Database Types (SQL, NoSQL, and Beyond)¶
Fit, not religion. Pick the database that matches how you read and write.
The hook¶
Every backend interview eventually asks: "SQL or NoSQL?"
It's a trap question. The right answer isn't a side — it's "depends on what you're storing and how you're querying." SQL versus NoSQL is the wrong frame. The real question is: what's your access pattern?

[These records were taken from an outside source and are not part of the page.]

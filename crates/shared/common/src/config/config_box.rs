use crate::error::{CommonError, CommonErrorExt};
use serde::de::DeserializeOwned;
use serde::{Deserialize, Serialize};
use serde_json::Value;
use std::fmt;

/// A read-only, dynamically typed view over a parsed YAML or JSON document.
///
/// Prefer deserializing into a concrete struct. `ConfigBox` is for tooling and
/// quick scripts that only know key paths at run time. Nested keys are reached
/// with dotted paths; numeric segments index into sequences.
///
/// ```rust
/// # use mlp_common::ConfigBox;
/// let cfg = ConfigBox::from(serde_json::json!({
///     "model": { "params": { "alpha": 0.2 }, "layers": [64, 32] }
/// }));
///
/// assert_eq!(cfg.get_as::<f64>("model.params.alpha").unwrap(), 0.2);
/// assert_eq!(cfg.get_as::<u32>("model.layers.1").unwrap(), 32);
/// assert!(!cfg.contains("model.dropout"));
/// ```
#[derive(Debug, Clone, Default, PartialEq, Serialize, Deserialize)]
#[serde(transparent)]
pub struct ConfigBox(Value);

impl ConfigBox {
    /// Looks up a dotted key path.
    #[must_use]
    pub fn get(&self, path: &str) -> Option<&Value> {
        path.split('.').filter(|s| !s.is_empty()).try_fold(&self.0, |node, key| match node {
            Value::Object(map) => map.get(key),
            Value::Array(items) => key.parse::<usize>().ok().and_then(|i| items.get(i)),
            _ => None,
        })
    }

    /// Looks up a dotted key path and deserializes the value found there.
    ///
    /// # Errors
    /// Returns [`CommonError::MissingKey`] if the path does not exist, and
    /// [`CommonError::Json`] if the value does not fit `T`.
    pub fn get_as<T: DeserializeOwned>(&self, path: &str) -> Result<T, CommonError> {
        let value = self.get(path).ok_or_else(|| CommonError::MissingKey {
            message: path.to_owned().into(),
            context: None,
        })?;
        T::deserialize(value).context(format!("Key '{path}' has an unexpected type"))
    }

    #[must_use]
    pub fn contains(&self, path: &str) -> bool {
        self.get(path).is_some()
    }

    /// Top-level keys, in document order. Empty when the root is not a mapping.
    pub fn keys(&self) -> impl Iterator<Item = &str> {
        self.0.as_object().into_iter().flat_map(|map| map.keys().map(String::as_str))
    }

    /// Deserializes the whole document into a typed structure.
    ///
    /// # Errors
    /// Returns [`CommonError::Json`] if the document does not fit `T`.
    pub fn to_struct<T: DeserializeOwned>(&self) -> Result<T, CommonError> {
        T::deserialize(&self.0).context("Document has an unexpected shape")
    }

    #[must_use]
    pub const fn as_value(&self) -> &Value {
        &self.0
    }
}

impl From<Value> for ConfigBox {
    fn from(value: Value) -> Self {
        Self(value)
    }
}

impl fmt::Display for ConfigBox {
    fn fmt(&self, f: &mut fmt::Formatter<'_>) -> fmt::Result {
        write!(f, "{}", self.0)
    }
}

#[cfg(test)]
mod tests {
    use super::*;
    use serde_json::json;

    fn sample() -> ConfigBox {
        ConfigBox::from(json!({
            "artifacts_root": "artifacts",
            "model_trainer": { "alpha": 0.2, "l1_ratio": 0.1, "target": "quality" },
            "columns": ["fixed acidity", "pH"]
        }))
    }

    #[test]
    fn dotted_paths_reach_nested_values() {
        let cfg = sample();
        assert_eq!(cfg.get("artifacts_root"), Some(&json!("artifacts")));
        assert_eq!(cfg.get_as::<f64>("model_trainer.alpha").unwrap(), 0.2);
        assert_eq!(cfg.get_as::<String>("columns.1").unwrap(), "pH");
    }

    #[test]
    fn missing_keys_are_reported() {
        let err = sample().get_as::<f64>("model_trainer.beta").unwrap_err();
        assert!(matches!(err, CommonError::MissingKey { .. }));
        assert!(sample().get("columns.9").is_none());
        assert!(sample().get("artifacts_root.deeper").is_none());
    }

    #[test]
    fn wrong_types_are_json_errors() {
        let err = sample().get_as::<u32>("model_trainer.target").unwrap_err();
        assert!(matches!(err, CommonError::Json { .. }));
    }

    #[test]
    fn keys_follow_document_order() {
        let keys: Vec<_> = sample().keys().map(str::to_owned).collect();
        assert_eq!(keys, ["artifacts_root", "model_trainer", "columns"]);
        assert_eq!(ConfigBox::from(json!([1, 2])).keys().count(), 0);
    }

    #[test]
    fn deserialize_into_typed_struct() {
        #[derive(Deserialize)]
        struct Trainer {
            alpha: f64,
            target: String,
        }

        let trainer: Trainer = ConfigBox::from(sample().get("model_trainer").cloned().unwrap())
            .to_struct()
            .unwrap();
        assert!((trainer.alpha - 0.2).abs() < f64::EPSILON);
        assert_eq!(trainer.target, "quality");
    }
}
//! Opaque binary artifacts (fitted models, encoders, feature matrices).
//!
//! An artifact file is a six byte header followed by the `postcard` encoding of
//! the value:
//!
//! | bytes | content                                   |
//! |-------|-------------------------------------------|
//! | 0..4  | magic `MLPB`                              |
//! | 4     | container version (`1`)                   |
//! | 5     | compression (`0` none, `1` LZ4 block)     |
//! | 6..   | payload                                   |
//!
//! The reader must ask for the same Rust type the writer stored. `postcard` is
//! not self-describing, so dynamic values such as `serde_json::Value` or
//! [`ConfigBox`](crate::ConfigBox) cannot be stored this way; use JSON for those.

use crate::error::{CommonError, CommonErrorExt};
use crate::files::{read_bytes, write_atomic};
use serde::de::DeserializeOwned;
use serde::Serialize;
use std::path::Path;
use tracing::info;

const MAGIC: &[u8; 4] = b"MLPB";
const CONTAINER_VERSION: u8 = 1;
const HEADER_LEN: usize = 6;

#[derive(Debug, Clone, Copy, Default, Eq, PartialEq)]
pub enum Compression {
    #[default]
    None,
    Lz4,
}

impl Compression {
    const fn flag(self) -> u8 {
        match self {
            Self::None => 0,
            Self::Lz4 => 1,
        }
    }

    const fn from_flag(flag: u8) -> Option<Self> {
        match flag {
            0 => Some(Self::None),
            1 => Some(Self::Lz4),
            _ => None,
        }
    }

    fn compress(self, data: &[u8]) -> Vec<u8> {
        match self {
            Self::None => data.to_vec(),
            Self::Lz4 => lz4_flex::compress_prepend_size(data),
        }
    }

    fn decompress(self, data: &[u8]) -> Result<Vec<u8>, CommonError> {
        match self {
            Self::None => Ok(data.to_vec()),
            Self::Lz4 => {
                lz4_flex::decompress_size_prepended(data).context("Lz4 decompression failed")
            },
        }
    }
}

/// Saves `data` as an uncompressed binary artifact at `path`.
///
/// # Errors
/// * [`CommonError::Binary`] if `data` cannot be encoded.
/// * [`CommonError::Io`] if the file cannot be written.
pub fn save_bin<T>(data: &T, path: impl AsRef<Path>) -> Result<(), CommonError>
where
    T: Serialize + ?Sized,
{
    save_bin_with(data, path, Compression::None)
}

/// Saves `data` as a binary artifact, optionally LZ4-compressed.
///
/// The write is atomic: readers see either the previous artifact or the new one.
///
/// # Errors
/// Same as [`save_bin`].
pub fn save_bin_with<T>(
    data: &T,
    path: impl AsRef<Path>,
    compression: Compression,
) -> Result<(), CommonError>
where
    T: Serialize + ?Sized,
{
    let path = path.as_ref();
    let payload = postcard::to_stdvec(data).context("Postcard encoding failed")?;
    let payload = compression.compress(&payload);

    let mut bytes = Vec::with_capacity(HEADER_LEN + payload.len());
    bytes.extend_from_slice(MAGIC);
    bytes.push(CONTAINER_VERSION);
    bytes.push(compression.flag());
    bytes.extend_from_slice(&payload);

    write_atomic(path, &bytes)?;

    info!("binary file saved at: {}", path.display());
    Ok(())
}

/// Loads the value stored at `path` by [`save_bin`] or [`save_bin_with`].
///
/// # Errors
/// * [`CommonError::FileNotFound`] / [`CommonError::Io`] if the file cannot be read.
/// * [`CommonError::InvalidArtifact`] if the header is missing or unknown.
/// * [`CommonError::Decompress`] if a compressed payload is corrupted.
/// * [`CommonError::Binary`] if the payload does not decode as `T`.
pub fn load_bin<T>(path: impl AsRef<Path>) -> Result<T, CommonError>
where
    T: DeserializeOwned,
{
    let path = path.as_ref();
    let bytes = read_bytes(path)?;
    let (compression, payload) = split_header(&bytes).context(path.display().to_string())?;
    let payload = compression.decompress(payload)?;
    let data = postcard::from_bytes(&payload).context("Postcard decoding failed")?;

    info!("binary file loaded from: {}", path.display());
    Ok(data)
}

fn split_header(bytes: &[u8]) -> Result<(Compression, &[u8]), CommonError> {
    let invalid =
        |message: String| CommonError::InvalidArtifact { message: message.into(), context: None };

    if bytes.len() < HEADER_LEN || &bytes[..4] != MAGIC {
        return Err(invalid("missing MLPB header".to_owned()));
    }
    if bytes[4] != CONTAINER_VERSION {
        return Err(invalid(format!("unsupported container version {}", bytes[4])));
    }
    let compression = Compression::from_flag(bytes[5])
        .ok_or_else(|| invalid(format!("unknown compression flag {}", bytes[5])))?;

    Ok((compression, &bytes[HEADER_LEN..]))
}
mod handlers;
mod models;

use crate::handlers::{config, files, manifest};
use crate::models::args::{Cli, Commands};
use crate::models::settings::Settings;

use anyhow::{Context, Result};
use clap::Parser;
use mlproject::common::load_config;
use mlproject::logger::{LevelFilter, Logger};

fn main() -> Result<()> {
    let cli = Cli::parse();

    let settings: Settings = load_config(cli.config.as_deref())?;
    let level: LevelFilter = settings
        .logging
        .level
        .parse()
        .with_context(|| format!("Invalid log level '{}'", settings.logging.level))?;

    let logger = Logger::builder()
        .name(env!("CARGO_PKG_NAME"))
        .level(level)
        .console(settings.logging.console)
        .path(&settings.logging.dir)
        .init()?;

    tracing::debug!(command = ?cli.command, "Dispatching");

    match cli.command {
        Commands::Mkdirs { quiet, dirs } => files::mkdirs(&dirs, quiet)?,
        Commands::Size { file } => files::size(&file)?,
        Commands::ShowConfig { file, key } => config::show_config(&file, key.as_deref())?,
        Commands::Requirements { file } => manifest::requirements(&file)?,
        Commands::Info { requirements } => manifest::info(requirements.as_deref())?,
    }

    logger.shutdown();
    Ok(())
}
pub mod error;
use mlp_derive::mlp_error;
use std::borrow::Cow;

#[mlp_error]
pub enum SampleError {
    #[error("I/O failure{}: {source}", format_context(.context))]
    Io { source: std::io::Error, context: Option<Cow<'static, str>> },

    #[error("Not found{}: {message}", format_context(.context))]
    NotFound { message: Cow<'static, str>, context: Option<Cow<'static, str>> },

    #[error("Internal error{}: {message}", format_context(.context))]
    Internal { message: Cow<'static, str>, context: Option<Cow<'static, str>> },
}

fn missing_file() -> Result<Vec<u8>, SampleError> {
    std::fs::read("/definitely/not/here.bin").context("Reading sample")
}

#[test]
fn mlp_error_ui() {
    let t = trybuild::TestCases::new();
    t.pass("tests/ui/mlp_error_pass.rs");
    t.compile_fail("tests/ui/mlp_error_no_context.rs");
    t.compile_fail("tests/ui/mlp_error_tuple_variant.rs");
}

#[test]
fn source_errors_convert_with_question_mark() {
    fn inner() -> Result<(), SampleError> {
        Err(std::io::Error::other("disk on fire"))?;
        Ok(())
    }

    let err = inner().expect_err("io error should convert");
    assert!(matches!(err, SampleError::Io { context: None, .. }));
    assert_eq!(err.to_string(), "I/O failure: disk on fire");
}

#[test]
fn context_is_attached_to_upstream_results() {
    let err = missing_file().expect_err("file must not exist");
    assert!(matches!(err, SampleError::Io { .. }));
    assert!(err.to_string().starts_with("I/O failure (Reading sample): "));
}

#[test]
fn context_overrides_on_own_results() {
    let result: Result<(), SampleError> =
        Err(SampleError::NotFound { message: "model.bin".into(), context: None });

    let err = result.context("Loading weights").expect_err("should stay an error");
    assert_eq!(err.to_string(), "Not found (Loading weights): model.bin");
}

#[test]
fn strings_become_internal_errors() {
    let from_static: SampleError = "boom".into();
    let from_owned: SampleError = String::from("bang").into();

    assert!(matches!(from_static, SampleError::Internal { .. }));
    assert_eq!(from_owned.to_string(), "Internal error: bang");
}
pub(crate) mod config;
pub(crate) mod files;
pub(crate) mod manifest;
use mlp_derive::mlp_error;
use std::borrow::Cow;

#[mlp_error]
pub enum DemoError {
    #[error("IO error{}: {source}", format_context(.context))]
    Io {
        #[source]
        source: std::io::Error,
        context: Option<Cow<'static, str>>,
    },

    #[error("Empty document{}: {message}", format_context(.context))]
    EmptyDocument { message: Cow<'static, str>, context: Option<Cow<'static, str>> },

    #[error("Internal error{}: {message}", format_context(.context))]
    Internal { message: Cow<'static, str>, context: Option<Cow<'static, str>> },
}

fn main() {}
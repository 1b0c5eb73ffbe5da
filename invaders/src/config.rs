//! Board configuration. Everything has a default matching the original cabinet, so an empty
//! document is a valid config.

use serde::{Deserialize, Serialize};

/// The default CPU clock of the cabinet, 2 MHz.
pub const DEFAULT_CLOCK_HZ: u32 = 2_000_000;
/// The default video refresh rate.
pub const DEFAULT_REFRESH_HZ: u32 = 60;
/// The default contents of the three input latches. Port 0 and port 1 have bits that are always
/// set in hardware; port 2 carries the DIP switch settings.
pub const DEFAULT_DIP_SWITCHES: [u8; 3] = [0x0D, 0x08, 0x00];

#[derive(Debug, Clone, Copy, PartialEq, Eq, Hash, Serialize, Deserialize)]
#[serde(default)]
pub struct MachineConfig {
    /// The emulated CPU clock, in cycles per second.
    pub cpu_clock_hz: u32,
    /// The number of frames per second. Each frame raises two interrupts.
    pub refresh_hz: u32,
    /// The initial contents of input ports 0, 1 and 2.
    pub dip_switches: [u8; 3],
}

impl Default for MachineConfig {
    fn default() -> Self {
        Self {
            cpu_clock_hz: DEFAULT_CLOCK_HZ,
            refresh_hz: DEFAULT_REFRESH_HZ,
            dip_switches: DEFAULT_DIP_SWITCHES,
        }
    }
}

impl MachineConfig {
    /// The cycle budget of one frame. A zero refresh rate is treated as one frame per second.
    pub fn cycles_per_frame(&self) -> u32 {
        self.cpu_clock_hz / self.refresh_hz.max(1)
    }

    pub fn from_toml(doc: &str) -> Result<Self, toml::de::Error> {
        toml::from_str(doc)
    }

    pub fn to_toml(&self) -> Result<String, toml::ser::Error> {
        toml::to_string_pretty(self)
    }
}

This page is the framework. Seven database families, when each one wins, and how to stop arguing about religion.
The concept¶
Databases are optimized for access patterns. Each type bakes assumptions about how data will be read and written — and those assumptions decide the index structures, the storage layout, the consistency guarantees, and the trade-offs you're stuck with.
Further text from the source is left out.